Contact lenses are also used in a procedure known as orthokeratology. In orthokeratology, rigid contact lenses are worn at night while sleeping until the curvature of the eye evens out. Afterward, the lenses are worn less frequently to maintain the new shape. If the treatment is discontinued, the eye returns to its former shape and refractive error.

Wearing contact lenses for extended periods of time increases your risk of infection in the eye.

Ask your eye doctor about the pros and cons and risks of contact lenses and what may be best for you.

Astigmatism Treatment

Refractive surgery

Refractive surgery improves vision and reduces the require for eyeglasses or contact lenses. An eye surgeon uses a laser beam to reshape the curves of the cornea, which rectifies the refractive error. Before surgery, doctors will evaluate you and determine if you are a candidate for refractive surgery.

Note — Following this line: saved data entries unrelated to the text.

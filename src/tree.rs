//! Hierarchical file-tree construction
//!
//! Pure functions over the scanner's flat file list: no I/O. The tree is
//! used for human-readable display and as a structural sanity check: the
//! set of leaf file nodes always equals the input list, one node each.

use std::collections::BTreeMap;

use crate::core::{FileRecord, FileRole, FileTreeNode, Language, TreeNodeType};

/// Build a directory hierarchy from the flat file list, one node per path
/// segment, parents inserted on demand.
pub fn build_file_tree(root_name: &str, files: &[FileRecord]) -> FileTreeNode {
    let mut root = FileTreeNode {
        name: root_name.to_string(),
        path: String::new(),
        node_type: TreeNodeType::Directory,
        children: Some(Vec::new()),
        language: None,
        role: None,
    };

    for record in files {
        insert_path(&mut root, record);
    }
    sort_tree(&mut root);
    root
}

fn insert_path(root: &mut FileTreeNode, record: &FileRecord) {
    let segments: Vec<&str> = record.path.split('/').filter(|s| !s.is_empty()).collect();
    if !segments.is_empty() {
        insert_segments(root, &segments, String::new(), record);
    }
}

fn insert_segments(node: &mut FileTreeNode, segments: &[&str], prefix: String, record: &FileRecord) {
    let segment = segments[0];
    let is_leaf = segments.len() == 1;
    let path = if prefix.is_empty() {
        segment.to_string()
    } else {
        format!("{}/{}", prefix, segment)
    };

    let children = node.children.get_or_insert_with(Vec::new);
    let idx = match children.iter().position(|c| c.name == segment) {
        Some(idx) => idx,
        None => {
            children.push(if is_leaf {
                FileTreeNode {
                    name: segment.to_string(),
                    path: path.clone(),
                    node_type: TreeNodeType::File,
                    children: None,
                    language: Some(record.language),
                    role: Some(record.role),
                }
            } else {
                FileTreeNode {
                    name: segment.to_string(),
                    path: path.clone(),
                    node_type: TreeNodeType::Directory,
                    children: Some(Vec::new()),
                    language: None,
                    role: None,
                }
            });
            children.len() - 1
        }
    };

    if !is_leaf {
        insert_segments(&mut children[idx], &segments[1..], path, record);
    }
}

fn sort_tree(node: &mut FileTreeNode) {
    if let Some(children) = node.children.as_mut() {
        children.sort_by(|a, b| {
            // Dirs first
            let a_dir = a.node_type == TreeNodeType::Directory;
            let b_dir = b.node_type == TreeNodeType::Directory;
            if a_dir != b_dir {
                return b_dir.cmp(&a_dir);
            }
            a.name.cmp(&b.name)
        });
        for child in children {
            sort_tree(child);
        }
    }
}

/// Human-readable indented rendering; directories carry a trailing slash.
pub fn tree_to_string(node: &FileTreeNode) -> String {
    let mut out = String::new();
    render(node, 0, &mut out);
    out
}

fn render(node: &FileTreeNode, depth: usize, out: &mut String) {
    for _ in 0..depth {
        out.push_str("  ");
    }
    out.push_str(&node.name);
    if node.node_type == TreeNodeType::Directory {
        out.push('/');
    }
    out.push('\n');
    if let Some(children) = &node.children {
        for child in children {
            render(child, depth + 1, out);
        }
    }
}

/// Aggregate counts for display; not part of the wire contract.
#[derive(Debug, Clone, Default, PartialEq)]
pub struct TreeStats {
    /// Directory nodes, not counting the root itself
    pub directories: usize,
    pub files: usize,
    pub by_language: BTreeMap<String, usize>,
    pub by_role: BTreeMap<String, usize>,
}

pub fn tree_stats(node: &FileTreeNode) -> TreeStats {
    let mut stats = TreeStats::default();
    collect_stats(node, true, &mut stats);
    stats
}

fn collect_stats(node: &FileTreeNode, is_root: bool, stats: &mut TreeStats) {
    match node.node_type {
        TreeNodeType::Directory => {
            if !is_root {
                stats.directories += 1;
            }
            if let Some(children) = &node.children {
                for child in children {
                    collect_stats(child, false, stats);
                }
            }
        }
        TreeNodeType::File => {
            stats.files += 1;
            if let Some(language) = node.language {
                *stats
                    .by_language
                    .entry(language_label(language).to_string())
                    .or_insert(0) += 1;
            }
            if let Some(role) = node.role {
                *stats
                    .by_role
                    .entry(role_label(role).to_string())
                    .or_insert(0) += 1;
            }
        }
    }
}

fn language_label(language: Language) -> &'static str {
    match language {
        Language::Python => "python",
        Language::TypeScript => "typescript",
        Language::JavaScript => "javascript",
        Language::Other => "other",
    }
}

fn role_label(role: FileRole) -> &'static str {
    match role {
        FileRole::Source => "source",
        FileRole::Test => "test",
        FileRole::Config => "config",
        FileRole::Docs => "docs",
    }
}

#[cfg(test)]
mod tests {
    use super::*;
    use chrono::{DateTime, Utc};

    fn record(path: &str, language: Language, role: FileRole) -> FileRecord {
        FileRecord {
            path: path.to_string(),
            language,
            role,
            size_bytes: 0,
            last_modified: DateTime::<Utc>::UNIX_EPOCH,
        }
    }

    fn fixture() -> Vec<FileRecord> {
        vec![
            record("zeta.py", Language::Python, FileRole::Source),
            record("src/app.ts", Language::TypeScript, FileRole::Source),
            record("src/util/paths.ts", Language::TypeScript, FileRole::Source),
            record("README.md", Language::Other, FileRole::Docs),
        ]
    }

    fn count_leaves(node: &FileTreeNode) -> usize {
        match node.node_type {
            TreeNodeType::File => 1,
            TreeNodeType::Directory => node
                .children
                .as_ref()
                .map(|c| c.iter().map(count_leaves).sum())
                .unwrap_or(0),
        }
    }

    #[test]
    fn test_leaf_count_matches_input() {
        let files = fixture();
        let tree = build_file_tree("repo", &files);
        assert_eq!(count_leaves(&tree), files.len());
    }

    #[test]
    fn test_directories_sort_before_files() {
        let tree = build_file_tree("repo", &fixture());
        let children = tree.children.as_ref().unwrap();
        let names: Vec<&str> = children.iter().map(|c| c.name.as_str()).collect();
        assert_eq!(names, vec!["src", "README.md", "zeta.py"]);
        assert_eq!(children[0].node_type, TreeNodeType::Directory);

        let src = &children[0];
        let src_names: Vec<&str> = src
            .children
            .as_ref()
            .unwrap()
            .iter()
            .map(|c| c.name.as_str())
            .collect();
        assert_eq!(src_names, vec!["util", "app.ts"]);
    }

    #[test]
    fn test_node_paths_and_metadata() {
        let tree = build_file_tree("repo", &fixture());
        let src = &tree.children.as_ref().unwrap()[0];
        assert_eq!(src.path, "src");
        let util = &src.children.as_ref().unwrap()[0];
        assert_eq!(util.path, "src/util");
        let paths_file = &util.children.as_ref().unwrap()[0];
        assert_eq!(paths_file.path, "src/util/paths.ts");
        assert_eq!(paths_file.language, Some(Language::TypeScript));
        assert_eq!(paths_file.role, Some(FileRole::Source));
    }

    #[test]
    fn test_tree_to_string_rendering() {
        let tree = build_file_tree("repo", &fixture());
        let rendered = tree_to_string(&tree);
        let expected = "\
repo/
  src/
    util/
      paths.ts
    app.ts
  README.md
  zeta.py
";
        assert_eq!(rendered, expected);
    }

    #[test]
    fn test_tree_stats() {
        let stats = tree_stats(&build_file_tree("repo", &fixture()));
        assert_eq!(stats.directories, 2);
        assert_eq!(stats.files, 4);
        assert_eq!(stats.by_language.get("typescript"), Some(&2));
        assert_eq!(stats.by_language.get("python"), Some(&1));
        assert_eq!(stats.by_role.get("docs"), Some(&1));
        assert_eq!(stats.by_role.get("source"), Some(&3));
    }

    #[test]
    fn test_empty_file_list() {
        let tree = build_file_tree("repo", &[]);
        assert_eq!(count_leaves(&tree), 0);
        assert_eq!(tree_stats(&tree).files, 0);
    }
}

Types of refractive surgery for astigmatism include:

  • Laser-assisted in-situ keratomileusis (LASIK) – With this procedure, an eye surgeon makes a slim, hinged flap in the cornea. He or she uses an excimer laser to create the shape of the cornea and then repositions the flap.
  • Laser-assisted subepithelial keratectomy (LASEK) – Instead of creating a flap in the cornea, the surgeon loosens the cornea’s slim protective cover (epithelium) with special alcohol. He or she uses an excimer laser to alter the curvature of the cornea and then repositions the loosened epithelium.
  • Photorefractive keratectomy (PRK) – This procedure is just like LASEK, except the surgeon removes the epithelium. This will grow back naturally, conforming to the cornea’s new shape. You might need to wear a bandage contact lens for a few days after surgery.
  • Epi-LASIK – It is a variation of LASEK. The surgeon uses a special mechanized blunt blade — rather than the alcohol — to separate a very thin sheet of epithelium. He or she then uses an excimer laser to remake the cornea and repositions the epithelium.
  • Small-incision lenticule extraction (SMILE) – This newer type of refractive surgery reshapes the cornea by using a laser to make a lens-shaped bit of tissue (lenticule) beneath the cornea’s surface. The lenticule is then removed through a very tiny incision. At this point, the SMILE procedure is only approved for treating mild nearsightedness.

Other types of refractive surgeries are clear lens extraction and implantable contact lenses. There is no one best method for refractive surgery, and you should make a decision only after a complete evaluation and detailed discussion with your surgeon.

Some of the possible complications that could occur after refractive surgery include:

  • Undercorrection or overcorrection of your original problem
  • Visual side effects, like a halo or starburst appearing around lights
  • Dry eye
  • Infection
  • Corneal scarring
  • Rarely, vision loss

Discuss the possible risks and benefits of these procedures with your eye doctor.

If you or anyone you know is suffering from astigmatism, our expert providers at Specialty Care Clinics will take care of your health and help you recover.